▶ WORK REQUEST:
Output only the lines from the start of the entries through the line holding "if weight >". Each line must match the original exactly.

▶ Items from a dataset:
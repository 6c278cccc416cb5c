use indicatif::{ ProgressBar, ProgressStyle };
use itertools::iproduct;
use petgraph::{
    algo::{ all_simple_paths, astar },
    graph::{ NodeIndex, UnGraph },
    visit::EdgeRef,
};
use rayon::{ iter::{ IntoParallelIterator, ParallelIterator }, ThreadPoolBuilder };

use fxhash::FxHashMap;

use crate::{
    np_core::parameters::{ HOP_SLUG, PB_CHARS, PB_TEMPLATES },
    Edge,
    SD,
};

#[derive(Debug, Clone, PartialEq)]
pub struct RouteCandidate {
    pub node_route: Vec<usize>,
    pub edge_route: Vec<Edge>,
    pub weight: f64,
}

impl RouteCandidate {
    pub fn new(node_route: Vec<usize>, weight: f64) -> RouteCandidate {
        let edge_route = Edge::from_node_route(&node_route);
        RouteCandidate {
            node_route,
            edge_route,
            weight,
        }
    }
}

/// Undirected petgraph view of an adjacency matrix.
///
/// Non-positive (and NaN) cells are treated as "no edge".
pub fn graph_from_adjacency(adjacency: &[Vec<f64>]) -> UnGraph<usize, f64> {
    let mut g = UnGraph::<usize, f64>::with_capacity(adjacency.len(), 0);

    for node in 0..adjacency.len() {
        g.add_node(node);
    }

    for (r, row) in adjacency.iter().enumerate() {
        for (c, &weight) in row.iter().enumerate().skip(r + 1) {
            if weight > 0.0 {
                g.add_edge(NodeIndex::new(r), NodeIndex::new(c), weight);
            }
        }
    }

    g
}

pub fn route_weight(adjacency: &[Vec<f64>], node_route: &[usize]) -> f64 {
    node_route.windows(2).map(|w| adjacency[w[0]][w[1]]).sum()
}

/// Weighted shortest path, `None` when `dst` is unreachable.
pub fn shortest_path(g: &UnGraph<usize, f64>, src: usize, dst: usize) -> Option<RouteCandidate> {
    let goal = NodeIndex::new(dst);
    let (weight, path) = astar(g, NodeIndex::new(src), |finish| finish == goal, |e| *e.weight(), |_| 0.0)?;

    Some(RouteCandidate::new(path.into_iter().map(|n| n.index()).collect(), weight))
}

/// Up to `k` loop-free routes ordered by total weight.
///
/// The first entry is always the Dijkstra route. Further candidates are the
/// simple paths with at most `HOP_SLUG` more hops than the longest route
/// found so far, sorted by weight and then by hop count.
pub fn k_shortest_paths(g: &UnGraph<usize, f64>, src: usize, dst: usize, k: usize) -> Vec<RouteCandidate> {
    let shortest = match shortest_path(g, src, dst) {
        Some(shortest) => shortest,
        None => return vec![],
    };
    if k <= 1 {
        return vec![shortest];
    }

    let max_intermediate = shortest.edge_route.len() - 1 + HOP_SLUG;
    let mut others: Vec<RouteCandidate> = all_simple_paths::<Vec<_>, _>(
        g,
        NodeIndex::new(src),
        NodeIndex::new(dst),
        0,
        Some(max_intermediate),
    )
    .map(|path| {
        let node_route: Vec<usize> = path.into_iter().map(|n| n.index()).collect();
        let weight = node_route
            .windows(2)
            .map(|w| {
                g.find_edge(NodeIndex::new(w[0]), NodeIndex::new(w[1]))
                    .map(|e| g[e])
                    .unwrap_or(0.0)
            })
            .sum();
        RouteCandidate::new(node_route, weight)
    })
    .filter(|cand| cand.node_route != shortest.node_route)
    .collect();

    others.sort_by(|a, b| {
        a.weight
            .total_cmp(&b.weight)
            .then(a.node_route.len().cmp(&b.node_route.len()))
    });
    others.truncate(k - 1);

    let mut out = Vec::with_capacity(k);
    out.push(shortest);
    out.extend(others);
    out
}

/// Route candidates of every source/destination pair.
///
/// The adjacency (physical plus virtual) is frozen before traffic starts, so
/// routes are computed once per topology and looked up per call.
#[derive(Debug, Clone)]
pub struct Router {
    route_candidates: FxHashMap<SD, Vec<RouteCandidate>>,
}

impl Router {
    pub fn new(adjacency: &[Vec<f64>], k: usize, threads: usize, show_progress: bool) -> Router {
        let g = graph_from_adjacency(adjacency);
        let n = adjacency.len();
        let sd_pairs: Vec<(usize, usize)> = iproduct!(0..n, 0..n).filter(|(s, d)| s != d).collect();

        let pb = if show_progress {
            ProgressBar::new(sd_pairs.len() as u64)
        } else {
            ProgressBar::hidden()
        };
        if let Ok(style) = ProgressStyle::default_bar().template(PB_TEMPLATES) {
            pb.set_style(style.progress_chars(PB_CHARS));
        }

        let search = |(src, dst): (usize, usize)| {
            let cands = k_shortest_paths(&g, src, dst, k);
            pb.inc(1);
            (SD::new(src, dst), cands)
        };

        let route_candidates_vec: Vec<(SD, Vec<RouteCandidate>)> =
            match ThreadPoolBuilder::new().num_threads(threads.max(1)).build() {
                Ok(pool) => pool.install(|| sd_pairs.into_par_iter().map(search).collect()),
                // プールを作れなければ逐次実行
                Err(_) => sd_pairs.into_iter().map(search).collect(),
            };
        pb.finish_and_clear();

        Router {
            route_candidates: route_candidates_vec.into_iter().collect(),
        }
    }

    /// Candidates for `sd`, best first. Empty when no path exists.
    pub fn routes(&self, sd: &SD) -> &[RouteCandidate] {
        self.route_candidates.get(sd).map(|v| v.as_slice()).unwrap_or(&[])
    }

    pub fn shortest(&self, sd: &SD) -> Option<&RouteCandidate> {
        self.routes(sd).first()
    }
}

/// Result of the step-by-step Dijkstra tracer.
#[derive(Debug, Clone, Default)]
pub struct DijkstraTrace {
    pub path: Vec<usize>,
    pub distance: Option<f64>,
    pub steps: Vec<String>,
}

/// Array-based Dijkstra that records every selection and relaxation.
///
/// Written independently of [`Router`] and only used to cross-check it, so
/// it favors readable steps over speed.
pub fn trace_dijkstra(adjacency: &[Vec<f64>], src: usize, dst: usize) -> DijkstraTrace {
    let n = adjacency.len();
    let mut dist = vec![f64::INFINITY; n];
    let mut prev: Vec<Option<usize>> = vec![None; n];
    let mut visited = vec![false; n];
    let mut steps = vec![format!("from {src} to {dst}, n={n}")];
    dist[src] = 0.0;

    for _ in 0..n {
        // 未訪問で最小距離のノードを選ぶ
        let u = (0..n)
            .filter(|&i| !visited[i] && dist[i].is_finite())
            .min_by(|&a, &b| dist[a].total_cmp(&dist[b]));
        let u = match u {
            Some(u) => u,
            None => {
                steps.push("no more reachable nodes".to_string());
                break;
            }
        };
        visited[u] = true;
        steps.push(format!("select {u} dist={}", dist[u]));
        if u == dst {
            steps.push("reached destination".to_string());
            break;
        }

        for v in 0..n {
            let w = adjacency[u][v];
            if visited[v] || !(w > 0.0) {
                continue;
            }
            let alt = dist[u] + w;
            if alt < dist[v] {
                steps.push(format!("  relax {u}->{v} w={w} dist[{v}]: {} -> {alt}", dist[v]));
                dist[v] = alt;
                prev[v] = Some(u);
            }
        }
    }

    if !dist[dst].is_finite() {
        steps.push(format!("no path from {src} to {dst}"));
        return DijkstraTrace { path: vec![], distance: None, steps };
    }

    let mut path = vec![dst];
    let mut cur = dst;
    while let Some(p) = prev[cur] {
        path.push(p);
        cur = p;
    }
    path.reverse();
    steps.push(format!("finished: distance {} path {:?}", dist[dst], path));

    DijkstraTrace { path, distance: Some(dist[dst]), steps }
}

#[cfg(test)]
mod tests {
    use super::*;
    use crate::topology::presets::PRESETS;

    fn square() -> Vec<Vec<f64>> {
        // 0-1 (1), 1-3 (1), 0-2 (1), 2-3 (5), 0-3 (0 = none)
        let mut a = vec![vec![0.0; 4]; 4];
        for &(u, v, w) in &[(0, 1, 1.0), (1, 3, 1.0), (0, 2, 1.0), (2, 3, 5.0)] {
            a[u][v] = w;
            a[v][u] = w;
        }
        a
    }

    #[test]
    fn shortest_path_by_weight() {
        let g = graph_from_adjacency(&square());
        let route = shortest_path(&g, 0, 3).unwrap();
        assert_eq!(route.node_route, vec![0, 1, 3]);
        assert_eq!(route.weight, 2.0);
        assert_eq!(route.edge_route, vec![Edge::new(0, 1), Edge::new(1, 3)]);
    }

    #[test]
    fn non_positive_weights_are_not_edges() {
        let mut a = square();
        a[0][1] = -1.0;
        a[1][0] = -1.0;
        let g = graph_from_adjacency(&a);
        assert_eq!(shortest_path(&g, 0, 3).unwrap().node_route, vec![0, 2, 3]);
        assert_eq!(trace_dijkstra(&a, 0, 3).path, vec![0, 2, 3]);
    }

    #[test]
    fn unreachable_gives_empty_result() {
        let mut a = square();
        a.push(vec![0.0; 4]);
        for row in a.iter_mut() {
            row.resize(5, 0.0);
        }
        let router = Router::new(&a, 1, 1, false);
        assert!(router.routes(&SD::new(0, 4)).is_empty());
        assert!(trace_dijkstra(&a, 0, 4).path.is_empty());
        assert!(trace_dijkstra(&a, 0, 4).distance.is_none());
    }

    #[test]
    fn k_shortest_orders_by_weight() {
        let g = graph_from_adjacency(&square());
        let routes = k_shortest_paths(&g, 0, 3, 3);
        assert_eq!(routes.len(), 2);
        assert_eq!(routes[0].node_route, vec![0, 1, 3]);
        assert_eq!(routes[1].node_route, vec![0, 2, 3]);
        assert_eq!(routes[1].weight, 6.0);
    }

    #[test]
    fn tracer_matches_router_weight_on_presets() {
        for preset in PRESETS {
            let mut a = vec![vec![0.0; preset.node_count]; preset.node_count];
            for &(u, v, w) in preset.edges {
                a[u][v] = w;
                a[v][u] = w;
            }
            let router = Router::new(&a, 1, 2, false);
            for s in 0..preset.node_count {
                for d in 0..preset.node_count {
                    if s == d {
                        continue;
                    }
                    let trace = trace_dijkstra(&a, s, d);
                    let route = router.shortest(&SD::new(s, d)).unwrap();
                    assert_eq!(route_weight(&a, &trace.path), route.weight);
                    assert_eq!(trace.distance, Some(route.weight));
                    assert_eq!(trace.path.first(), Some(&s));
                    assert_eq!(trace.path.last(), Some(&d));
                }
            }
        }
    }
}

▶ ANSWER FOR THE TASK:
repository 6c278cccc416cb5c
use indicatif::{ ProgressBar, ProgressStyle };
use itertools::iproduct;
use petgraph::{
    algo::{ all_simple_paths, astar },
    graph::{ NodeIndex, UnGraph },
    visit::EdgeRef,
};
use rayon::{ iter::{ IntoParallelIterator, ParallelIterator }, ThreadPoolBuilder };

use fxhash::FxHashMap;

use crate::{
    np_core::parameters::{ HOP_SLUG, PB_CHARS, PB_TEMPLATES },
    Edge,
    SD,
};

#[derive(Debug, Clone, PartialEq)]
pub struct RouteCandidate {
    pub node_route: Vec<usize>,
    pub edge_route: Vec<Edge>,
    pub weight: f64,
}

impl RouteCandidate {
    pub fn new(node_route: Vec<usize>, weight: f64) -> RouteCandidate {
        let edge_route = Edge::from_node_route(&node_route);
        RouteCandidate {
            node_route,
            edge_route,
            weight,
        }
    }
}

/// Undirected petgraph view of an adjacency matrix.
///
/// Non-positive (and NaN) cells are treated as "no edge".
pub fn graph_from_adjacency(adjacency: &[Vec<f64>]) -> UnGraph<usize, f64> {
    let mut g = UnGraph::<usize, f64>::with_capacity(adjacency.len(), 0);

    for node in 0..adjacency.len() {
        g.add_node(node);
    }

    for (r, row) in adjacency.iter().enumerate() {
        for (c, &weight) in row.iter().enumerate().skip(r + 1) {
            if weight > 0.0 {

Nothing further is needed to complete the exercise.